Cyber Incident Victim: Iran
Date:
Nov 2019
Location:
Iran
Summary
A major security breach exposed millions of Iranian bank accounts following protests, with details of 15 million debit cards leaked online, impacting customers of three sanctioned banks. Iranian officials attributed the incident to a disgruntled contractor, while external cybersecurity experts suggested state-sponsored involvement due to the attack's sophistication. The leaked data, published via Telegram, included account holders' names and numbers, prompting customer panic and potential long-term reputational damage to the financial institutions. This incident occurred amid ongoing cyber hostilities between Iran and adversarial nations, exacerbating existing economic challenges from sanctions and domestic unrest.
| CIA Posture | Motives | Tactics, Techniques & Procedures |
|---|---|---|
| Available to members | 2 motives | 2 techniques |
| Threat Actors | Type | Location |
|---|---|---|
| 0 actors | Available to members | Available to members |
Description
In November 2019, during widespread antigovernment protests across Iran, demonstrators set fire to approximately 730 bank branches. Shortly after these physical attacks, a digital breach emerged that exposed the personal banking information of millions of Iranians. On November 27, details of debit card accounts began appearing on a Telegram channel called "Your banking cards," escalating over subsequent days until 15 million bank card records were published by December 10. The breach primarily affected customers of Iran's three largest banks—Mellat, Tejarat, and Sarmayeh—all previously sanctioned by the U.S. Treasury for alleged financial ties to Iran's Islamic Revolutionary Guards Corps. The leaked data included account holder names and account numbers, though PIN codes appeared obscured, alongside instructions for creating counterfeit cards using the compromised information. Telegram messages from the perpetrators claimed they had attempted to extort the banks before releasing the data, stating their intent to "burn the reputation of their banks" in retaliation for being ignored.

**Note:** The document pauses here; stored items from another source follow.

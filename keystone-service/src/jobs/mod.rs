//! Background Jobs for the Keystone service
//!
//! - `cache_sweeper`: purges expired cache entries
//! - the audit worker from `keystone-storage`, draining the audit queue
//!
//! Both share one `watch` shutdown signal:
//!
//! ```ignore
//! let (state, worker) = ServiceState::build(config, cache, stores);
//! let jobs = BackgroundJobs::start(&state, worker, Arc::new(TracingAuditSink));
//!
//! // On shutdown
//! let report = jobs.shutdown().await;
//! ```

pub mod cache_sweeper;

pub use cache_sweeper::{cache_sweeper_task, CacheSweeperMetrics, CacheSweeperSnapshot};

use std::sync::Arc;

use keystone_storage::{AuditMetricsSnapshot, AuditSink, AuditWorker};
use tokio::sync::watch;
use tokio::task::JoinHandle;

use crate::state::ServiceState;

/// Final metrics of every background job.
#[derive(Debug, Clone)]
pub struct ShutdownReport {
    pub sweeper: Option<CacheSweeperSnapshot>,
    pub audit: Option<AuditMetricsSnapshot>,
}

/// Handles of the running background jobs.
pub struct BackgroundJobs {
    shutdown_tx: watch::Sender<bool>,
    sweeper: JoinHandle<Arc<CacheSweeperMetrics>>,
    audit: JoinHandle<AuditMetricsSnapshot>,
}

impl BackgroundJobs {
    /// Spawn the sweeper and the audit worker.
    pub fn start<S>(state: &ServiceState, worker: AuditWorker, sink: Arc<S>) -> Self
    where
        S: AuditSink + ?Sized + 'static,
    {
        let (shutdown_tx, shutdown_rx) = watch::channel(false);

        let sweeper = tokio::spawn(cache_sweeper_task(
            state.cache.clone(),
            state.config.cache.sweep_interval,
            shutdown_rx.clone(),
        ));
        let audit = tokio::spawn(worker.run(sink, shutdown_rx));

        Self {
            shutdown_tx,
            sweeper,
            audit,
        }
    }

    /// Signal shutdown and wait for both jobs. The audit worker writes what
    /// is still queued before it returns.
    pub async fn shutdown(self) -> ShutdownReport {
        let _ = self.shutdown_tx.send(true);

        let sweeper = match self.sweeper.await {
            Ok(metrics) => Some(metrics.snapshot()),
            Err(e) => {
                tracing::error!(error = %e, "Cache sweeper task failed");
                None
            }
        };
        let audit = match self.audit.await {
            Ok(snapshot) => Some(snapshot),
            Err(e) => {
                tracing::error!(error = %e, "Audit worker task failed");
                None
            }
        };

        ShutdownReport { sweeper, audit }
    }
}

Iran's Information Minister Mohammad Javad Azari Jahromi attributed the breach to a disgruntled contractor with system access, denying any external hacking of banking computers. However, cybersecurity firm ClearSky assessed the attack's scale and sophistication indicated state-sponsored involvement, noting such capabilities typically reside with intelligence services. The Iranian government delayed public acknowledgment for nearly two weeks, with banks issuing no formal statements despite sending customers text alerts and emails titled "Your bank account is in danger of illegal usage," instructing them to replace cards at branches. The breach impacted approximately 20% of Iran's population, exacerbating economic instability from U.S. sanctions and eroding public trust in financial institutions. An Iranian legal group, the Citizenship Protection Foundation, offered free consultations to affected customers while intelligence agencies investigated. ClearSky warned Israeli credit firms on December 3 to prepare for potential retaliatory cyberattacks if Iran attributed the breach to foreign adversaries. This incident followed a 2012 hack exposing three million Iranian bank accounts and occurred amid a longstanding cyber conflict between Iran and the U.S.-Israel alliance, including past Iranian attacks on American banks and U.S. military authorization for preemptive cyber operations against Iranian targets.